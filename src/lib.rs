//! Analytical core for equity strategy recommendations.
//!
//! Pipeline: raw OHLCV candles -> enriched indicator series -> chart-pattern
//! signals + fundamental score -> ranked strategy results. Every stage is a
//! pure transform over its arguments; data acquisition, caching, and
//! presentation live behind the traits in [`services`].

pub mod common;
pub mod config;
pub mod fundamentals;
pub mod indicators;
pub mod logging;
pub mod models;
pub mod services;
pub mod signals;
pub mod strategies;
//! End-to-end analysis facade wiring the pure layers together.

use std::collections::BTreeMap;

use tracing::info;

use crate::config::AnalysisConfig;
use crate::fundamentals;
use crate::indicators::{self, IndicatorError};
use crate::models::{Candle, StrategyResult};
use crate::signals;
use crate::strategies::ranker;

pub struct StrategyEngine;

impl StrategyEngine {
    /// Run the full pipeline for one ticker: enrich the candle series, detect
    /// patterns, score fundamentals, rank the default templates.
    ///
    /// Insufficient history surfaces as an empty result list, never an error.
    pub fn analyze(
        ticker: &str,
        candles: &[Candle],
        metrics: &BTreeMap<String, f64>,
        cfg: &AnalysisConfig,
    ) -> Result<Vec<StrategyResult>, IndicatorError> {
        let enriched = indicators::compute(candles, &cfg.indicators)?;
        let signals = signals::detect_all(ticker, &enriched, &cfg.detectors);
        let fundamentals = fundamentals::evaluate(ticker, metrics, &cfg.fundamental_weights);
        let results = ranker::rank(ticker, &enriched, &fundamentals, &signals, None, &cfg.ranker);
        info!(
            ticker,
            enriched_rows = enriched.len(),
            signals = signals.len(),
            strategies = results.len(),
            "analysis complete"
        );
        Ok(results)
    }
}
//! Logging initialization with environment-based formatters
//!
//! - Production: Structured JSON logs for cloud monitoring
//! - Sandbox: Colorful, human-readable logs for development

use crate::config::get_environment;
use tracing_subscriber::{fmt, layer::SubscriberExt, util::SubscriberInitExt, EnvFilter};

/// Initialize logging based on the environment
pub fn init_logging() {
    let env = get_environment();
    let env_filter =
        EnvFilter::try_from_default_env().unwrap_or_else(|_| EnvFilter::new("info"));

    let is_production = matches!(env.as_str(), "production" | "prod");

    if is_production {
        tracing_subscriber::registry()
            .with(env_filter)
            .with(
                fmt::layer()
                    .json()
                    .with_target(true)
                    .with_file(true)
                    .with_line_number(true)
                    .with_writer(std::io::stdout),
            )
            .init();
    } else {
        tracing_subscriber::registry()
            .with(env_filter)
            .with(
                fmt::layer()
                    .with_target(true)
                    .with_ansi(true)
                    .with_writer(std::io::stdout),
            )
            .init();
    }
}
//! Double top / double bottom reversal detection.

use std::collections::BTreeMap;

use crate::common::math;
use crate::config::DetectorConfig;
use crate::models::{EnrichedBar, Signal, SignalDirection, SignalKind};

/// Look for two comparable extremes in the trailing lookback window.
///
/// The two highest highs form a bearish double top when they differ by less
/// than `extreme_tolerance` of the window's mean close; otherwise the two
/// lowest lows are checked the same way for a bullish double bottom. Double
/// top wins when both hold. Fixed score of 6.0 either way. Returns nothing
/// when fewer than `double_extreme_lookback` bars exist.
pub fn detect_double_extreme(
    ticker: &str,
    bars: &[EnrichedBar],
    cfg: &DetectorConfig,
) -> Option<Signal> {
    let lookback = cfg.double_extreme_lookback;
    if bars.len() < lookback {
        return None;
    }
    let window = &bars[bars.len() - lookback..];

    let mut highs: Vec<f64> = window.iter().map(|b| b.high).collect();
    let mut lows: Vec<f64> = window.iter().map(|b| b.low).collect();
    highs.sort_by(f64::total_cmp);
    lows.sort_by(f64::total_cmp);

    let top_diff = (highs[lookback - 1] - highs[lookback - 2]).abs();
    let bottom_diff = (lows[1] - lows[0]).abs();

    let closes: Vec<f64> = window.iter().map(|b| b.close).collect();
    let tolerance = math::mean(&closes) * cfg.extreme_tolerance;

    if top_diff < tolerance {
        let mut details = BTreeMap::new();
        details.insert("tops_diff".to_string(), top_diff);
        return Some(Signal {
            ticker: ticker.to_string(),
            indicator: SignalKind::DoubleTop,
            direction: SignalDirection::Bearish,
            score: 6.0,
            details,
        });
    }
    if bottom_diff < tolerance {
        let mut details = BTreeMap::new();
        details.insert("bottoms_diff".to_string(), bottom_diff);
        return Some(Signal {
            ticker: ticker.to_string(),
            indicator: SignalKind::DoubleBottom,
            direction: SignalDirection::Bullish,
            score: 6.0,
            details,
        });
    }
    None
}
//! Shared helpers used across the engine layers.

pub mod math;
use thiserror::Error;

/// Failures local to the indicator layer. Insufficient history is not an
/// error — it surfaces as an empty enriched series.
#[derive(Debug, Error)]
pub enum IndicatorError {
    /// The input series is unusable: a required OHLCV field is non-finite,
    /// a bar violates low <= open/close <= high, volume is negative, or
    /// timestamps are not strictly increasing.
    #[error("malformed series: {0}")]
    MalformedSeries(String),
}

====================

Begin at the line above that has "double bottom. Double" and stop after the line that has "if bars.len() <", copying each line exactly and adding nothing else.

= Response to this task =
/// lowest lows are checked the same way for a bullish double bottom. Double
/// top wins when both hold. Fixed score of 6.0 either way. Returns nothing
/// when fewer than `double_extreme_lookback` bars exist.
pub fn detect_double_extreme(
    ticker: &str,
    bars: &[EnrichedBar],
    cfg: &DetectorConfig,
) -> Option<Signal> {
    let lookback = cfg.double_extreme_lookback;
    if bars.len() < lookback {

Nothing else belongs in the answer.